> What is being asked:
Take the entries that follow and return exactly the lines from the one holding "is always added." through the one holding "pub struct Stat", both included. Nothing else is needed.

> Data under study:
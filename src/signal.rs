//! Process-wide signal controller.
//!
//! One handler table for the whole process, indexed by signal number.
//! Handlers are installed and removed from the main thread; delivery
//! preempts it through a single C trampoline that forwards into the
//! registered handler and keeps per-signal counters.

use std::ptr;
use std::sync::atomic::{AtomicPtr, AtomicU64, Ordering};

use libc::{c_int, c_void, siginfo_t};

use crate::error::{DaemonError, DaemonResult};

/// Size of the handler table, one slot per signal number. Mirrors the
/// platform's NSIG.
pub const NSIG: usize = 65;

/// Advisory classification of a signal's default action (see signal(7)).
#[derive(Clone, Copy, Debug, PartialEq, Eq)]
pub enum Policy {
    /// Default action is to terminate the process.
    Terminate,
    /// Default action is to ignore the signal.
    Ignore,
    /// Default action is to terminate the process and dump core (see core(5)).
    CoreDump,
    /// Default action is to stop the process.
    Stop,
    /// Default action is to continue the process if it is currently stopped.
    Continue,
}

/// A per-signal handler object.
///
/// `handle` runs in signal context: no allocation, no locking, no
/// panicking. Atomics and writes to pre-opened descriptors are fine.
pub trait Handler: Send {
    /// Signal number this handler owns.
    fn signal(&self) -> c_int;

    /// Extra sigaction flags; `SA_SIGINFO` is always added.
    fn flags(&self) -> c_int {
        0
    }

    /// Advisory policy metadata.
    fn policy(&self) -> Policy {
        Policy::Continue
    }

    /// The callback invoked for each delivery of the signal.
    fn handle(&self, signal: c_int, info: *mut siginfo_t, context: *mut c_void);
}

/// Delivery counters for one signal number.
#[derive(Clone, Copy, Debug, Default, PartialEq, Eq)]
pub struct Stat {
    /// Deliveries dispatched into an installed handler.
    pub call_count: u64,
    /// Deliveries that found the slot empty.
    pub error_count: u64,
}

struct Entry {
    handler: Box<dyn Handler>,
    previous: libc::sigaction,
}

struct Counters {
    calls: AtomicU64,
    errors: AtomicU64,
}

static TABLE: [AtomicPtr<Entry>; NSIG] = [const { AtomicPtr::new(ptr::null_mut()) }; NSIG];

static COUNTERS: [Counters; NSIG] = [const {
    Counters {
        calls: AtomicU64::new(0),
        errors: AtomicU64::new(0),
    }
}; NSIG];

/// The trampoline the kernel invokes. Allocation- and lock-free; the
/// counters are relaxed atomics with a single writer per signal.
extern "C" fn dispatch(signal: c_int, info: *mut siginfo_t, context: *mut c_void) {
    if signal < 0 || signal as usize >= NSIG {
        return;
    }

    let slot = TABLE[signal as usize].load(Ordering::Acquire);
    if slot.is_null() {
        COUNTERS[signal as usize].errors.fetch_add(1, Ordering::Relaxed);
    } else {
        // SAFETY: entries are only unlinked from the table by
        // uninstall/install on the main thread while no handler code
        // is running; the pointer read above stays valid for the call.
        unsafe { (*slot).handler.handle(signal, info, context) };
        COUNTERS[signal as usize].calls.fetch_add(1, Ordering::Relaxed);
    }
}

fn validate(signal: c_int) -> DaemonResult<usize> {
    if signal < 0 || signal as usize >= NSIG {
        return Err(DaemonError::InvalidArgument(format!(
            "Wrong signal code {}. The max signal value is {}",
            signal,
            NSIG - 1
        )));
    }
    Ok(signal as usize)
}

/// Installs `handler` for its signal, replacing and disposing of any
/// prior handler for the same number.
///
/// The sigaction mask blocks every signal that currently has a handler
/// installed, so registered handlers never interrupt each other. The
/// previous OS disposition is saved for restore at uninstall time.
pub fn install(handler: Box<dyn Handler>) -> DaemonResult<()> {
    let id = handler.signal();
    let index = validate(id)?;

    let entry = Box::new(Entry {
        handler,
        // overwritten by sigaction below
        previous: unsafe { std::mem::zeroed() },
    });
    let raw = Box::into_raw(entry);

    let old = TABLE[index].swap(raw, Ordering::AcqRel);
    if !old.is_null() {
        // SAFETY: the swap above is the only unlink of this pointer.
        drop(unsafe { Box::from_raw(old) });
    }

    let result = (|| {
        let mut sa: libc::sigaction = unsafe { std::mem::zeroed() };
        if unsafe { libc::sigemptyset(&mut sa.sa_mask) } != 0 {
            return Err(DaemonError::syscall("sigemptyset"));
        }

        for i in 0..NSIG {
            if !TABLE[i].load(Ordering::Acquire).is_null()
                && unsafe { libc::sigaddset(&mut sa.sa_mask, i as c_int) } != 0
            {
                return Err(DaemonError::InvalidArgument(format!("Wrong signal {}", i)));
            }
        }

        // SAFETY: raw was stored above and cannot be freed concurrently.
        sa.sa_flags = libc::SA_SIGINFO | unsafe { (*raw).handler.flags() };
        sa.sa_sigaction =
            dispatch as extern "C" fn(c_int, *mut siginfo_t, *mut c_void) as libc::sighandler_t;

        if unsafe { libc::sigaction(id, &sa, &mut (*raw).previous) } != 0 {
            return Err(DaemonError::syscall("sigaction"));
        }

        Ok(())
    })();

    if result.is_err() {
        // an unservable entry would poison the shared mask of every
        // later install; take it back out
        let stored = TABLE[index].swap(ptr::null_mut(), Ordering::AcqRel);
        if !stored.is_null() {
            drop(unsafe { Box::from_raw(stored) });
        }
    }

    result
}

/// Removes the handler for `signal`, restoring the OS disposition that
/// was saved when it was installed. A never-installed or out-of-range
/// signal is a no-op.
pub fn uninstall(signal: c_int) {
    if signal < 0 || signal as usize >= NSIG {
        return;
    }

    let old = TABLE[signal as usize].swap(ptr::null_mut(), Ordering::AcqRel);
    if old.is_null() {
        return;
    }

    // SAFETY: the swap above is the only unlink of this pointer.
    let entry = unsafe { Box::from_raw(old) };
    unsafe { libc::sigaction(signal, &entry.previous, ptr::null_mut()) };
}

/// Blocks every signal via the process mask.
pub fn block_all() -> DaemonResult<()> {
    mask_all(libc::SIG_BLOCK)
}

/// Unblocks every signal via the process mask.
pub fn unblock_all() -> DaemonResult<()> {
    mask_all(libc::SIG_UNBLOCK)
}

/// Blocks a single signal.
pub fn block(signal: c_int) -> DaemonResult<()> {
    mask_one(libc::SIG_BLOCK, signal)
}

/// Unblocks a single signal.
pub fn unblock(signal: c_int) -> DaemonResult<()> {
    mask_one(libc::SIG_UNBLOCK, signal)
}

/// Returns the delivery counters for `signal` (zeroes when out of range).
pub fn stat(signal: c_int) -> Stat {
    if signal < 0 || signal as usize >= NSIG {
        return Stat::default();
    }

    let counters = &COUNTERS[signal as usize];
    Stat {
        call_count: counters.calls.load(Ordering::Relaxed),
        error_count: counters.errors.load(Ordering::Relaxed),
    }
}

fn mask_all(action: c_int) -> DaemonResult<()> {
    let mut mask: libc::sigset_t = unsafe { std::mem::zeroed() };
    if unsafe { libc::sigfillset(&mut mask) } != 0 {
        return Err(DaemonError::syscall("sigfillset"));
    }
    if unsafe { libc::sigprocmask(action, &mask, ptr::null_mut()) } != 0 {
        return Err(DaemonError::syscall("sigprocmask"));
    }
    Ok(())
}

fn mask_one(action: c_int, signal: c_int) -> DaemonResult<()> {
    validate(signal)?;

    let mut mask: libc::sigset_t = unsafe { std::mem::zeroed() };
    if unsafe { libc::sigemptyset(&mut mask) } != 0 {
        return Err(DaemonError::syscall("sigemptyset"));
    }
    if unsafe { libc::sigaddset(&mut mask, signal) } != 0 {
        return Err(DaemonError::InvalidArgument(format!(
            "Wrong signal {}",
            signal
        )));
    }
    if unsafe { libc::sigprocmask(action, &mask, ptr::null_mut()) } != 0 {
        return Err(DaemonError::syscall("sigprocmask"));
    }
    Ok(())
}

#[cfg(test)]
mod tests {
    use super::*;
    use std::sync::atomic::AtomicU64;
    use std::sync::{Arc, Mutex, OnceLock};

    // the handler table is process-wide state; tests take turns
    fn lock() -> std::sync::MutexGuard<'static, ()> {
        static GATE: OnceLock<Mutex<()>> = OnceLock::new();
        GATE.get_or_init(|| Mutex::new(()))
            .lock()
            .unwrap_or_else(|poisoned| poisoned.into_inner())
    }

    struct Counting {
        signal: c_int,
        hits: Arc<AtomicU64>,
    }

    impl Handler for Counting {
        fn signal(&self) -> c_int {
            self.signal
        }

        fn handle(&self, _signal: c_int, _info: *mut siginfo_t, _context: *mut c_void) {
            self.hits.fetch_add(1, Ordering::SeqCst);
        }
    }

    fn current_disposition(signal: c_int) -> libc::sighandler_t {
        let mut old: libc::sigaction = unsafe { std::mem::zeroed() };
        assert_eq!(
            unsafe { libc::sigaction(signal, ptr::null(), &mut old) },
            0
        );
        old.sa_sigaction
    }

    fn restore_default(signal: c_int) {
        let mut sa: libc::sigaction = unsafe { std::mem::zeroed() };
        sa.sa_sigaction = libc::SIG_DFL;
        unsafe {
            libc::sigemptyset(&mut sa.sa_mask);
            libc::sigaction(signal, &sa, ptr::null_mut());
        }
    }

    #[test]
    fn rejects_out_of_range_signals() {
        let _guard = lock();

        let hits = Arc::new(AtomicU64::new(0));
        for bad in [-1, NSIG as c_int, 1000] {
            let err = install(Box::new(Counting {
                signal: bad,
                hits: hits.clone(),
            }))
            .unwrap_err();
            assert!(matches!(err, DaemonError::InvalidArgument(_)));
        }

        assert!(matches!(block(-1), Err(DaemonError::InvalidArgument(_))));
        assert!(matches!(
            unblock(NSIG as c_int),
            Err(DaemonError::InvalidArgument(_))
        ));

        // never-installed and out-of-range uninstalls are no-ops
        uninstall(libc::SIGWINCH);
        uninstall(-1);
        uninstall(NSIG as c_int);
    }

    #[test]
    fn counts_deliveries_per_signal() {
        let _guard = lock();

        let before = stat(libc::SIGUSR1);
        let hits = Arc::new(AtomicU64::new(0));
        install(Box::new(Counting {
            signal: libc::SIGUSR1,
            hits: hits.clone(),
        }))
        .unwrap();

        for _ in 0..3 {
            nix::sys::signal::raise(nix::sys::signal::Signal::SIGUSR1).unwrap();
        }

        assert_eq!(hits.load(Ordering::SeqCst), 3);
        assert_eq!(stat(libc::SIGUSR1).call_count, before.call_count + 3);

        uninstall(libc::SIGUSR1);
        restore_default(libc::SIGUSR1);
    }

    #[test]
    fn blocked_signals_wait_for_unblock() {
        let _guard = lock();

        let hits = Arc::new(AtomicU64::new(0));
        install(Box::new(Counting {
            signal: libc::SIGUSR1,
            hits: hits.clone(),
        }))
        .unwrap();

        block(libc::SIGUSR1).unwrap();
        nix::sys::signal::raise(nix::sys::signal::Signal::SIGUSR1).unwrap();
        assert_eq!(hits.load(Ordering::SeqCst), 0);

        // delivery happens before sigprocmask returns
        unblock(libc::SIGUSR1).unwrap();
        assert_eq!(hits.load(Ordering::SeqCst), 1);

        uninstall(libc::SIGUSR1);
        restore_default(libc::SIGUSR1);
    }

    #[test]
    fn replace_disposes_and_uninstall_restores() {
        let _guard = lock();

        let default_action = current_disposition(libc::SIGUSR2);

        let first = Arc::new(AtomicU64::new(0));
        install(Box::new(Counting {
            signal: libc::SIGUSR2,
            hits: first.clone(),
        }))
        .unwrap();

        // replacement disposes of the first handler
        let second = Arc::new(AtomicU64::new(0));
        install(Box::new(Counting {
            signal: libc::SIGUSR2,
            hits: second.clone(),
        }))
        .unwrap();

        nix::sys::signal::raise(nix::sys::signal::Signal::SIGUSR2).unwrap();
        assert_eq!(first.load(Ordering::SeqCst), 0);
        assert_eq!(second.load(Ordering::SeqCst), 1);

        // the second install captured the trampoline as "previous";
        // restoring it with an empty slot routes deliveries to the
        // error counter
        uninstall(libc::SIGUSR2);
        let errors_before = stat(libc::SIGUSR2).error_count;
        nix::sys::signal::raise(nix::sys::signal::Signal::SIGUSR2).unwrap();
        assert_eq!(stat(libc::SIGUSR2).error_count, errors_before + 1);
        assert_eq!(second.load(Ordering::SeqCst), 1);

        restore_default(libc::SIGUSR2);
    }

    #[test]
    fn uninstall_restores_first_saved_disposition() {
        let _guard = lock();

        restore_default(libc::SIGWINCH);
        let original = current_disposition(libc::SIGWINCH);

        let hits = Arc::new(AtomicU64::new(0));
        install(Box::new(Counting {
            signal: libc::SIGWINCH,
            hits,
        }))
        .unwrap();
        assert_ne!(current_disposition(libc::SIGWINCH), original);

        uninstall(libc::SIGWINCH);
        assert_eq!(current_disposition(libc::SIGWINCH), original);
    }
}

> Your response:
    /// Extra sigaction flags; `SA_SIGINFO` is always added.
    fn flags(&self) -> c_int {
        0
    }

    /// Advisory policy metadata.
    fn policy(&self) -> Policy {
        Policy::Continue
    }

    /// The callback invoked for each delivery of the signal.
    fn handle(&self, signal: c_int, info: *mut siginfo_t, context: *mut c_void);
}

/// Delivery counters for one signal number.
#[derive(Clone, Copy, Debug, Default, PartialEq, Eq)]
pub struct Stat {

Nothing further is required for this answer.